As Joanna says, you have to separate the false assumptions or bad theory underlying medical practices from empirical based evidence, or as its called today, evidence based practice (EBM). Not only premodern healthcare but modern healthcare is guilty of not practicing EBM but the public is ignorant of this. The old use of leeches was based on the incorrect idea that bloodletting was curative because it restored a balance of humours in the body. However, it has been rediscovered, that leeches are helpful in certain cases. What a leech does best is slowly suck blood from its host, and it releases an anticoagulant that IIRC researchers are looking at in the lab because it has fewest harmful side effects to the host (a leech wouldn't survive long if it killed off its host, would it?) and might prove superior to the primary anticoagulants used today, heparin, lovenox, and coumadin. Anticoagulants are a common and important therapy in many conditions, from hypercoagulation disorders, to heart valve disorders, cardiac surgery, to joint surgery, after stroke therapy, to prevention of DVTs, &c.
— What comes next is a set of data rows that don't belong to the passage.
//! # Configuration Settings
//!
//! Runtime settings for secrets service callers, loaded from `SECRETS_*`
//! environment variables.

use serde::{Deserialize, Serialize};
use std::fmt;
use std::str::FromStr;
use std::time::Duration;
use validator::Validate;

use crate::secrets::{
    Context, InMemorySecretsService, Result, SecretsError, DEFAULT_RECOVERY_WINDOW,
};

/// Environment variable holding the per-operation timeout in seconds.
pub const ENV_OPERATION_TIMEOUT: &str = "SECRETS_OPERATION_TIMEOUT_SECONDS";
/// Environment variable holding the default log level.
pub const ENV_LOG_LEVEL: &str = "SECRETS_LOG_LEVEL";
/// Environment variable selecting `text` or `json` log output.
pub const ENV_LOG_FORMAT: &str = "SECRETS_LOG_FORMAT";
/// Environment variable holding the in-memory backend latency in milliseconds.
pub const ENV_BACKEND_LATENCY: &str = "SECRETS_BACKEND_LATENCY_MS";
/// Environment variable holding the soft-delete recovery window in seconds.
pub const ENV_RECOVERY_WINDOW: &str = "SECRETS_RECOVERY_WINDOW_SECONDS";

/// Log output format
#[derive(Debug, Clone, Copy, PartialEq, Eq, Default, Serialize, Deserialize)]
#[serde(rename_all = "lowercase")]
pub enum LogFormat {
    /// Human-readable lines
    #[default]
    Text,
    /// One JSON object per event
    Json,
}

impl FromStr for LogFormat {
    type Err = SecretsError;

    fn from_str(s: &str) -> Result<Self> {
        match s.to_lowercase().as_str() {
            "text" => Ok(Self::Text),
            "json" => Ok(Self::Json),
            other => Err(SecretsError::config_error(format!(
                "Invalid log format '{}': expected 'text' or 'json'",
                other
            ))),
        }
    }
}

impl fmt::Display for LogFormat {
    fn fmt(&self, f: &mut fmt::Formatter<'_>) -> fmt::Result {
        match self {
            Self::Text => write!(f, "text"),
            Self::Json => write!(f, "json"),
        }
    }
}

/// Secrets service configuration
#[derive(Debug, Clone, Serialize, Deserialize, Validate)]
pub struct SecretsConfig {
    /// Deadline applied to each service call, in seconds
    #[validate(range(
        min = 1,
        max = 300,
        message = "Operation timeout must be between 1 and 300 seconds"
    ))]
    pub operation_timeout_seconds: u64,

    /// Default log level (overridden by RUST_LOG)
    #[validate(length(min = 1, message = "Log level cannot be empty"))]
    pub log_level: String,

    /// Log output format
    pub log_format: LogFormat,

    /// Artificial latency for the in-memory backend, in milliseconds
    pub backend_latency_ms: u64,

    /// How long soft-deleted secrets stay restorable, in seconds
    #[validate(range(min = 1, message = "Recovery window must be at least 1 second"))]
    pub recovery_window_seconds: u64,
}

impl Default for SecretsConfig {
    fn default() -> Self {
        Self {
            operation_timeout_seconds: 30,
            log_level: "info".to_string(),
            log_format: LogFormat::Text,
            backend_latency_ms: 0,
            recovery_window_seconds: DEFAULT_RECOVERY_WINDOW.as_secs(),
        }
    }
}

impl SecretsConfig {
    /// Load configuration from environment variables, falling back to defaults.
    pub fn from_env() -> Result<Self> {
        let defaults = Self::default();

        let operation_timeout_seconds = parse_env(ENV_OPERATION_TIMEOUT)?
            .unwrap_or(defaults.operation_timeout_seconds);

        let log_level = std::env::var(ENV_LOG_LEVEL).unwrap_or(defaults.log_level);

        let log_format = match std::env::var(ENV_LOG_FORMAT) {
            Ok(value) => value.parse()?,
            Err(_) => defaults.log_format,
        };

        let backend_latency_ms =
            parse_env(ENV_BACKEND_LATENCY)?.unwrap_or(defaults.backend_latency_ms);

        let recovery_window_seconds =
            parse_env(ENV_RECOVERY_WINDOW)?.unwrap_or(defaults.recovery_window_seconds);

        let config = Self {
            operation_timeout_seconds,
            log_level,
            log_format,
            backend_latency_ms,
            recovery_window_seconds,
        };
        config.validate()?;
        Ok(config)
    }

    /// Validate the configuration
    pub fn validate(&self) -> Result<()> {
        Validate::validate(self).map_err(SecretsError::from)
    }

    /// Get the operation timeout as Duration
    pub fn operation_timeout(&self) -> Duration {
        Duration::from_secs(self.operation_timeout_seconds)
    }

    /// Get the backend latency as Duration
    pub fn backend_latency(&self) -> Duration {
        Duration::from_millis(self.backend_latency_ms)
    }

    /// Get the recovery window as Duration
    pub fn recovery_window(&self) -> Duration {
        Duration::from_secs(self.recovery_window_seconds)
    }

    /// A fresh context bounded by the configured operation timeout.
    pub fn context(&self) -> Context {
        Context::background().with_timeout(self.operation_timeout())
    }

    /// Build the in-memory backend with the configured latency and recovery window.
    pub fn build_in_memory_service(&self) -> InMemorySecretsService {
        InMemorySecretsService::new()
            .with_latency(self.backend_latency())
            .with_recovery_window(self.recovery_window())
    }
}

fn parse_env(name: &str) -> Result<Option<u64>> {
    match std::env::var(name) {
        Ok(value) => value.trim().parse::<u64>().map(Some).map_err(|e| {
            SecretsError::config_error(format!("Invalid {} '{}': {}", name, value, e))
        }),
        Err(_) => Ok(None),
    }
}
Leeches are very helpful in microsurgery, such as delicate reconstructive surgery of the hand, face, any body part in which blood and fluid can accumulate at the operative site and must be kept drained so as to protect the integrity of the wound and not strain the sutures. I worked as a med/surg nurse in a teaching hospital once where a patient had fingers reattached after an accident. The order was to remove and replace the leeches at the site every 24 hours. You pull them off with a gauze, put them in a jar, and get another leech out of another jar with forceps and put it on. Pharmacy distributed the leeches and disposed of them. They were bred sterile without disease.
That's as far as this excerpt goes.